For this program, sensor development is considerably more challenging than for conventional pigging due to the greater variance in pipe diameter and the more difficult obstacles encountered in un-piggable pipelines. The ability to actively expand and retract the onboard sensor is needed, not just for obstacle avoidance, but also to allow upstream (reverse direction) travel.

Performers:
Northeast Gas Association – project management
Foster-Miller, Inc. – research and development program
GE Power Systems – sensor development

Location:
New York, New York 10036-5701

Potential Impact:
It is clear that the ability to inspect non-piggable transmission pipelines presents a significant need and challenge to the gas industry. The adaptation of current pigging technology may not be viable given the geometric challenges and flow restrictions of the utility owned transmission line population. The external direct assessment technique has not been shown to be sufficiently reliable/accurate or cost-effective under all field conditions. The application of an innovative robotic approach to the inspection may be the most viable approach. The anticipated benefits from the use of this platform include: the ability to inspect inaccessible pipelines, cost savings from not having to remove obstacles for conventional pigs, reduced inspection cost ($/mile) compared to direct assessment or hydro testing and a more versatile platform capable of a variety of inspection services. These capabilities serve to impact the public through enhanced safety, integrity and reliability of delivery of natural gas through the nation's pipeline network by reducing the likelihood of pipeline failure through undetected damage.

Accomplishments:

  • Completed optimization of robotic platform module size and shape
  • Completed kinematics study on locomotion of platform through pipeline obstacles
  • Completed tractor, winder, module, and electrical design and specifications
  • Completed ovality sensor design based on a Banner time-of-flight laser distance sensor
  • Completed communications system design and protocol using fiber optic tether
  • Completed space and volume optimization for deployable Magnetic Flux Leakage (MFL) sensor module
  • Completed design and specifications for deployable MFL sensor module
  • Completed preliminary evaluation of auxiliary component engineering design (launch/retrieval, recharging/communications station, locator sonde and emergency extraction tools).
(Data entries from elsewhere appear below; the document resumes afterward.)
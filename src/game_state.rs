use crate::session::{PuzzleSession, SubmitOutcome};
use crate::{debug_log, info_log};
use rand::Rng;
use std::time::Instant;

/// Player intent, as produced by an interface.
#[derive(Debug, Clone, PartialEq, Eq)]
pub enum UserAction {
    Toggle(usize),
    Submit,
    Shuffle,
    ClearSelection,
    PlayAgain,
    NextPuzzle,
    Exit,
}

/// A presentation layer the game loop can drive.
///
/// `read_action` returns `None` when there is nothing to apply yet
/// (invalid input, poll timeout); the loop simply renders again.
pub trait GameInterface {
    fn render<R>(&mut self, session: &PuzzleSession<R>);
    fn read_action<R>(&mut self, session: &PuzzleSession<R>) -> Option<UserAction>;
    fn display_exit_message(&mut self) {}
}

impl<T: GameInterface> GameInterface for &mut T {
    fn render<R>(&mut self, session: &PuzzleSession<R>) {
        (**self).render(session);
    }

    fn read_action<R>(&mut self, session: &PuzzleSession<R>) -> Option<UserAction> {
        (**self).read_action(session)
    }

    fn display_exit_message(&mut self) {
        (**self).display_exit_message();
    }
}

#[derive(Debug, Clone, Copy, PartialEq, Eq)]
pub enum LoopControl {
    Continue,
    Exit,
}

pub fn game_loop<R: Rng, I: GameInterface>(session: &mut PuzzleSession<R>, mut interface: I) {
    info_log!("game_loop() - starting on puzzle {}", session.puzzle().id);
    loop {
        session.expire_message(Instant::now());
        interface.render(&*session);

        let Some(action) = interface.read_action(&*session) else {
            continue;
        };
        debug_log!("game_loop() - action {:?}", action);

        if let LoopControl::Exit = apply_action(session, action) {
            interface.display_exit_message();
            break;
        }
    }
}

/// Apply a single action to the session.
pub fn apply_action<R: Rng>(session: &mut PuzzleSession<R>, action: UserAction) -> LoopControl {
    match action {
        UserAction::Toggle(slot) => session.toggle_select(slot),
        UserAction::Submit => {
            if let SubmitOutcome::Ignored = session.submit() {
                debug_log!("apply_action() - submit ignored");
            }
        }
        UserAction::Shuffle => session.shuffle(),
        UserAction::ClearSelection => session.clear_selection(),
        UserAction::PlayAgain => session.restart(),
        UserAction::NextPuzzle => session.advance_puzzle(),
        UserAction::Exit => return LoopControl::Exit,
    }
    LoopControl::Continue
}

#[cfg(test)]
mod tests {
    use super::*;
    use crate::puzzles::embedded_puzzles;
    use crate::puzzles::CATEGORIES_PER_PUZZLE;
    use std::collections::VecDeque;

    /// Feeds a fixed list of actions and counts renders.
    struct ScriptedInterface {
        actions: VecDeque<Option<UserAction>>,
        renders: usize,
        exited: bool,
    }

    impl ScriptedInterface {
        fn new(actions: Vec<Option<UserAction>>) -> Self {
            Self {
                actions: actions.into(),
                renders: 0,
                exited: false,
            }
        }
    }

    impl GameInterface for ScriptedInterface {
        fn render<R>(&mut self, _session: &PuzzleSession<R>) {
            self.renders += 1;
        }

        fn read_action<R>(&mut self, _session: &PuzzleSession<R>) -> Option<UserAction> {
            self.actions.pop_front().unwrap_or(Some(UserAction::Exit))
        }

        fn display_exit_message(&mut self) {
            self.exited = true;
        }
    }

    fn session() -> PuzzleSession {
        PuzzleSession::seeded(embedded_puzzles(), 0, 7).unwrap()
    }

    fn slots_for(session: &PuzzleSession, category: usize) -> Vec<usize> {
        session
            .slots()
            .iter()
            .enumerate()
            .filter(|(_, s)| s.category == category)
            .map(|(i, _)| i)
            .collect()
    }

    #[test]
    fn test_game_loop_immediate_exit() {
        let mut s = session();
        let mut ui = ScriptedInterface::new(vec![Some(UserAction::Exit)]);
        game_loop(&mut s, &mut ui);
        assert!(ui.exited);
        assert_eq!(ui.renders, 1);
    }

    #[test]
    fn test_game_loop_skips_empty_reads() {
        let mut s = session();
        let mut ui = ScriptedInterface::new(vec![None, None, Some(UserAction::Exit)]);
        game_loop(&mut s, &mut ui);
        assert_eq!(ui.renders, 3);
    }

    #[test]
    fn test_game_loop_solves_group() {
        let mut s = session();
        let mut script: Vec<Option<UserAction>> = slots_for(&s, 1)
            .into_iter()
            .map(|i| Some(UserAction::Toggle(i)))
            .collect();
        script.push(Some(UserAction::Submit));
        let mut ui = ScriptedInterface::new(script);
        game_loop(&mut s, &mut ui);
        assert_eq!(s.solved(), &[1]);
        assert!(ui.exited);
    }

    #[test]
    fn test_apply_action_exit() {
        let mut s = session();
        assert_eq!(apply_action(&mut s, UserAction::Exit), LoopControl::Exit);
        assert_eq!(
            apply_action(&mut s, UserAction::Shuffle),
            LoopControl::Continue
        );
    }

    #[test]
    fn test_apply_action_clear_and_submit_ignored() {
        let mut s = session();
        apply_action(&mut s, UserAction::Toggle(0));
        apply_action(&mut s, UserAction::Submit);
        assert_eq!(s.selected(), &[0]);
        assert_eq!(s.mistakes(), 0);
        apply_action(&mut s, UserAction::ClearSelection);
        assert!(s.selected().is_empty());
    }

    #[test]
    fn test_apply_action_play_again_and_next() {
        let mut s = session();
        for cat in 0..CATEGORIES_PER_PUZZLE {
            let slot = slots_for(&s, cat)[0];
            apply_action(&mut s, UserAction::Toggle(slot));
        }
        apply_action(&mut s, UserAction::Submit);
        assert_eq!(s.mistakes(), 1);

        apply_action(&mut s, UserAction::PlayAgain);
        assert_eq!(s.mistakes(), 0);
        assert_eq!(s.puzzle_index(), 0);

        apply_action(&mut s, UserAction::NextPuzzle);
        assert_eq!(s.puzzle_index(), 1);
    }
}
All work under the project has been completed. Work included primarily the development of designs and specifications for all aspects of the robotic inspection platform and deployable MFL sensor for use in currently un-piggable transmission pipelines. Design specifications were completed for the primary key components and systems of the robot and sensor (sizing, kinematics, communications, electrical and controls and sensor mechanics) to the point that detailed engineering design of the components could be performed in follow-on work.


 

Fully assembled tractor with wheel drive, wheel steering, and clamping system incorporated

RoboScan inspection platform triad/tractor arrangement (located at front and rear of the train)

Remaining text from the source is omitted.